Task description — Write out exactly the lines from the start of the entries through the one that contains "if stopped &&", including both.

Data shown below:

impl<'a, F: PageFetcher, D: LanguageDetector> Pipeline<'a, F, D> {
    pub fn new(fetcher: F, detector: Option<&'a D>, conn: &'a Connection, settings: &'a Settings) -> Self {
        Self {
            fetcher,
            detector,
            conn,
            settings,
            retry: RetryPolicy::from_settings(&settings.fetch),
            stop: Arc::new(AtomicBool::new(false)),
            progress: ProgressBar::hidden(),
            detection_suspended: false,
            summary: RunSummary::default(),
        }
    }

    pub fn with_stop_flag(mut self, stop: Arc<AtomicBool>) -> Self {
        self.stop = stop;
        self
    }

    pub fn with_progress(mut self, progress: ProgressBar) -> Self {
        self.progress = progress;
        self
    }

    pub fn with_retry(mut self, retry: RetryPolicy) -> Self {
        self.retry = retry;
        self
    }

    pub fn fetcher(&self) -> &F {
        &self.fetcher
    }

    pub fn summary(&self) -> &RunSummary {
        &self.summary
    }

    fn stopped(&mut self) -> bool {
        let stopped = self.stop.load(Ordering::Relaxed);
        if stopped && !self.summary.interrupted {
            warn!("Stop requested, finishing after the current item");
            self.summary.interrupted = true;
        }
        stopped
    }

    // ── Entry points ──

    /// Walk from `roots`, or from the home page's departments when empty.
    pub async fn run(&mut self, roots: Vec<(Option<String>, String)>) -> CrawlResult<()> {
        self.start("crawl")?;
        let result = self.run_inner(roots).await;
        self.finish(result)
    }

    /// One catalog listing, without descending into sub-categories.
    pub async fn crawl_category(&mut self, url: &str) -> CrawlResult<()> {
        self.start("catalog")?;
        let result = self.category_inner(url).await;
        self.finish(result)
    }

    /// One product page, filed under its breadcrumb categories.
    pub async fn crawl_item(&mut self, url: &str, with_reviews: bool) -> CrawlResult<()> {
        self.start("item")?;
        let result = self.item_inner(url, with_reviews).await;
        self.finish(result)
    }

    /// Detect languages for stored reviews that have none yet.
    pub async fn backfill_languages(&mut self, limit: usize) -> CrawlResult<()> {
        self.start("enrich")?;
        let result = self.backfill_inner(limit).await;
        self.finish(result)
    }

    fn start(&mut self, command: &str) -> CrawlResult<()> {
        self.summary = RunSummary {
            run_id: Some(db::start_run(self.conn, command)?),
            ..Default::default()
        };
        info!(command, run_id = ?self.summary.run_id, "Run started");
        Ok(())
    }

    fn finish(&mut self, result: CrawlResult<()>) -> CrawlResult<()> {
        self.progress.finish_and_clear();
        let recorded = match self.summary.run_id {
            Some(run_id) => db::finish_run(self.conn, run_id, &self.summary.totals()),
            None => Ok(()),
        };
        if let Err(e) = &result {
            error!("Run aborted: {}", e);
        }
        result?;
        recorded?;
        Ok(())
    }

    // ── Crawl ──

    async fn run_inner(&mut self, roots: Vec<(Option<String>, String)>) -> CrawlResult<()> {
        let roots = if roots.is_empty() {
            self.departments().await?
        } else {
            roots
        };
        info!(roots = roots.len(), "Walking categories");

        let mut walker = CategoryWalker::new(roots, self.settings.max_depth, self.retry.clone());
        loop {
            if self.stopped() {
                break;
            }
            if let Some(max) = self.settings.limits.max_categories {
                if self.summary.categories >= max {
                    info!(max, "Category cap reached");
                    break;
                }
            }
            let (path, page) = match walker.next(&mut self.fetcher).await {
                Ok(Some(visit)) => visit,
                Ok(None) => break,
                Err(e) => {
                    let key = e.url().unwrap_or("?").to_string();
                    self.isolate(SkipKind::Category, &key, e)?;
                    continue;
                }
            };
            if let Err(e) = self.crawl_path(&path, page).await {
                let key = path.leaf().id.clone();
                self.isolate(SkipKind::Category, &key, e)?;
            }
        }
        info!(visited = walker.visited(), "Category walk finished");
        Ok(())
    }

    async fn departments(&mut self) -> CrawlResult<Vec<(Option<String>, String)>> {
        let home = self.settings.site_url.clone();
        let page = fetch_with_retry(&mut self.fetcher, &home, &[WaitCondition::CategoryMenu], &self.retry).await?;
        let departments = parse_departments(&page, &self.settings.excluded_departments);
        if departments.is_empty() {
            warn!(url = %home, "No departments found on the home page");
        }
        Ok(departments
            .into_iter()
            .map(|d| (Some(d.name), d.url))
            .collect())
    }

    async fn crawl_path(&mut self, path: &CategoryPath, page: RenderedPage) -> CrawlResult<()> {
        for node in &path.nodes {
            db::upsert_category(self.conn, node)?;
        }
        self.summary.categories += 1;
        let leaf = path.leaf();
        self.progress.set_message(path.names());
        self.crawl_catalog(&leaf.id, page).await
    }

    async fn category_inner(&mut self, url: &str) -> CrawlResult<()> {
        let page = fetch_with_retry(&mut self.fetcher, url, &[WaitCondition::CategoryMenu], &self.retry).await?;
        let name = parse_category_name(&page).map_err(|e| CrawlError::extraction(url, e))?;
        let node = CategoryNode {
            id: urls::natural_id(url),
            name,
            url: url.to_string(),
            parent_id: None,
            depth: 0,
        };
        db::upsert_category(self.conn, &node)?;
        self.summary.categories += 1;
        self.progress.set_message(node.name.clone());
        self.crawl_catalog(&node.id, page).await
    }

    /// Products of one category, starting from its already rendered first page.
    async fn crawl_catalog(&mut self, category_id: &str, first: RenderedPage) -> CrawlResult<()> {
        let settings = self.settings;
        let limits = &settings.limits;
        let cap = limits.max_products_per_category;
        let sorted = if settings.sort_newest {
            parse_sort_newest_url(&first).filter(|u| *u != first.url)
        } else {
            None
        };
        let mut pages = match sorted {
            Some(url) => {
                debug!(url = %url, "Catalog sorted by newest");
                Paginator::new(CatalogPages, &url, limits.max_catalog_pages, self.retry.clone())
            }
            None => Paginator::from_page(CatalogPages, first, limits.max_catalog_pages, self.retry.clone()),
        };

        let mut stored = 0usize;
        loop {
            if self.stopped() {
                break;
            }
            if cap.is_some_and(|max| stored >= max) {
                debug!(category_id, stored, "Product cap reached");
                break;
            }
            let product = match pages.next(&mut self.fetcher).await {
                Ok(Some(product)) => product,
                Ok(None) => break,
                Err(e) => {
                    self.isolate(SkipKind::Category, category_id, e)?;
                    break;
                }
            };
            match self.crawl_product(category_id, &product.url).await {
                Ok(()) => stored += 1,
                Err(e) => self.isolate(SkipKind::Product, &product.id, e)?,
            }
        }
        info!(
            category_id,
            stored,
            pages = pages.pages_fetched(),
            stop = ?pages.stop_reason(),
            "Catalog done"
        );
        Ok(())
    }

    async fn crawl_product(&mut self, category_id: &str, url: &str) -> CrawlResult<()> {
        let page = fetch_with_retry(&mut self.fetcher, url, PRODUCT_WITH_REVIEWS, &self.retry).await?;
        self.store_product(category_id, page, true).await
    }

    async fn item_inner(&mut self, url: &str, with_reviews: bool) -> CrawlResult<()> {
        let wait = if with_reviews { PRODUCT_WITH_REVIEWS } else { PRODUCT_ONLY };
        let page = fetch_with_retry(&mut self.fetcher, url, wait, &self.retry).await?;
        let mut nodes = parse_breadcrumbs(&page);
        if nodes.is_empty() {
            warn!(url, "No breadcrumb categories, filing under '{}'", UNCATEGORIZED_ID);
            nodes.push(CategoryNode {
                id: UNCATEGORIZED_ID.to_string(),
                name: "Uncategorized".to_string(),
                url: self.settings.site_url.clone(),
                parent_id: None,
                depth: 0,
            });
        }
        for node in &nodes {
            db::upsert_category(self.conn, node)?;
        }
        self.summary.categories += nodes.len();
        let category_id = nodes[nodes.len() - 1].id.clone();

        if let Err(e) = self.store_product(&category_id, page, with_reviews).await {
            let key = urls::natural_id(url);
            self.isolate(SkipKind::Product, &key, e)?;
        }
        Ok(())
    }

    async fn store_product(&mut self, category_id: &str, page: RenderedPage, with_reviews: bool) -> CrawlResult<()> {
        let product = parse_product_detail(&page, category_id).map_err(|e| CrawlError::extraction(&page.url, e))?;
        db::upsert_product(self.conn, &product)?;
        self.summary.products += 1;
        self.progress.inc(1);
        info!(
            id = %product.id,
            price = %product.price,
            currency = %product.currency_code,
            "{}",
            product.title
        );

        if with_reviews {
            self.crawl_reviews(&product.id, page).await?;
        }
        Ok(())
    }

    /// Reviews listed on the product page and its follow-up review pages.
    ///
    /// An incremental crawl only stops at already stored reviews when the list
    /// is ordered most recent first; without that ordering it reads every page.
    async fn crawl_reviews(&mut self, product_id: &str, first: RenderedPage) -> CrawlResult<()> {
        let since = if self.settings.incremental_reviews {
            db::latest_review_at(self.conn, product_id)?
        } else {
            None
        };
        let newest_first = since.and_then(|_| parse_review_sort_newest_url(&first));
        if since.is_some() && newest_first.is_none() {
            debug!(product_id, "No most-recent review ordering, reading all review pages");
        }
        let since = since.filter(|_| newest_first.is_some());
        let kind = ReviewPages {
            product_id: product_id.to_string(),
            since,
        };
        let cap = self.settings.limits.max_reviews_per_product;
        let max_pages = self.settings.limits.max_review_pages;
        let mut reviews = match newest_first {
            Some(url) if url != first.url => {
                debug!(url = %url, "Reviews sorted by most recent");
                Paginator::new(kind, &url, max_pages, self.retry.clone())
            }
            _ => Paginator::from_page(kind, first, max_pages, self.retry.clone()),
        };

        let mut stored = 0usize;
        loop {
            if self.stopped() || cap.is_some_and(|max| stored >= max) {
                break;
            }
            let mut review = match reviews.next(&mut self.fetcher).await {
                Ok(Some(review)) => review,
                Ok(None) => break,
                Err(e) => {
                    self.isolate(SkipKind::Reviews, product_id, e)?;
                    break;
                }
            };
            self.enrich(&mut review).await?;
            db::upsert_review(self.conn, &review)?;
            stored += 1;
            self.summary.reviews += 1;
        }
        debug!(product_id, stored, pages = reviews.pages_fetched(), "Reviews done");
        Ok(())
    }

    // ── Enrichment ──

    async fn enrich(&mut self, review: &mut Review) -> CrawlResult<()> {
        if let Some(detection) = self.detect(&review.id, &review.text).await? {
            review.apply_detection(detection);
        }
        if review.is_enriched() {
            self.summary.enriched += 1;
        } else {
            self.summary.unenriched += 1;
        }
        Ok(())
    }

    /// Language of one review text. Failures leave the review unenriched and
    /// never stop it from being stored.
    async fn detect(&mut self, review_id: &str, text: &str) -> CrawlResult<Option<Detection>> {
        let Some(detector) = self.detector else {
            return Ok(None);
        };
        if self.detection_suspended {
            return Ok(None);
        }

        let err = match detector.detect(text).await {
            Ok(detection) => return Ok(Some(detection)),
            Err(DetectionError::InputInvalid { chars }) => {
                debug!(review_id, chars, "Too short to detect");
                return Ok(None);
            }
            Err(e) => e,
        };

        let err = match err {
            DetectionError::QuotaExceeded { info, retry_after } => {
                let wait = retry_after.unwrap_or(Duration::from_secs(self.settings.detect.quota_cooldown_secs));
                warn!(
                    "Detection quota exceeded ({}), cooling down {:.1}s",
                    info,
                    wait.as_secs_f64()
                );
                tokio::time::sleep(wait).await;
                match detector.detect(text).await {
                    Ok(detection) => return Ok(Some(detection)),
                    Err(e @ DetectionError::QuotaExceeded { .. }) => {
                        error!("Detection quota still exhausted, storing remaining reviews without language");
                        self.detection_suspended = true;
                        e
                    }
                    Err(e) => e,
                }
            }
            other => other,
        };

        warn!(review_id, "Language detection failed: {}", err);
        self.skip(SkipKind::Enrichment, review_id, err.to_string())?;
        Ok(None)
    }

    async fn backfill_inner(&mut self, limit: usize) -> CrawlResult<()> {
        if self.detector.is_none() {
            warn!("No language detector configured, nothing to do");
            return Ok(());
        }
        let backlog = db::fetch_unenriched(self.conn, limit)?;
        info!(reviews = backlog.len(), limit, "Enriching stored reviews");
        self.progress.set_length(backlog.len() as u64);

        for review in backlog {
            if self.stopped() || self.detection_suspended {
                break;
            }
            match self.detect(&review.id, &review.text).await? {
                Some(detection) => {
                    db::set_review_language(self.conn, &review.id, &detection)?;
                    self.summary.enriched += 1;
                }
                None => self.summary.unenriched += 1,
            }
            self.progress.inc(1);
        }
        Ok(())
    }

    // ── Failure isolation ──

    /// Record a non-fatal failure and carry on; fatal ones end the run.
    fn isolate(&mut self, kind: SkipKind, key: &str, err: CrawlError) -> CrawlResult<()> {
        if err.is_fatal() {
            return Err(err);
        }
        warn!(kind = kind.as_str(), key, "Skipping: {}", err);
        self.skip(kind, key, err.to_string())
    }

    fn skip(&mut self, kind: SkipKind, key: &str, reason: String) -> CrawlResult<()> {
        db::record_skip(self.conn, self.summary.run_id, kind.as_str(), key, &reason)?;
        self.summary.skips.push(Skip {
            kind,
            key: key.to_string(),
            reason,
        });
        Ok(())
    }
}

End of Data shown.

Solution below —
impl<'a, F: PageFetcher, D: LanguageDetector> Pipeline<'a, F, D> {
    pub fn new(fetcher: F, detector: Option<&'a D>, conn: &'a Connection, settings: &'a Settings) -> Self {
        Self {
            fetcher,
            detector,
            conn,
            settings,
            retry: RetryPolicy::from_settings(&settings.fetch),
            stop: Arc::new(AtomicBool::new(false)),
            progress: ProgressBar::hidden(),
            detection_suspended: false,
            summary: RunSummary::default(),
        }
    }

    pub fn with_stop_flag(mut self, stop: Arc<AtomicBool>) -> Self {
        self.stop = stop;
        self
    }

    pub fn with_progress(mut self, progress: ProgressBar) -> Self {
        self.progress = progress;
        self
    }

    pub fn with_retry(mut self, retry: RetryPolicy) -> Self {
        self.retry = retry;
        self
    }

    pub fn fetcher(&self) -> &F {
        &self.fetcher
    }

    pub fn summary(&self) -> &RunSummary {
        &self.summary
    }

    fn stopped(&mut self) -> bool {
        let stopped = self.stop.load(Ordering::Relaxed);
        if stopped && !self.summary.interrupted {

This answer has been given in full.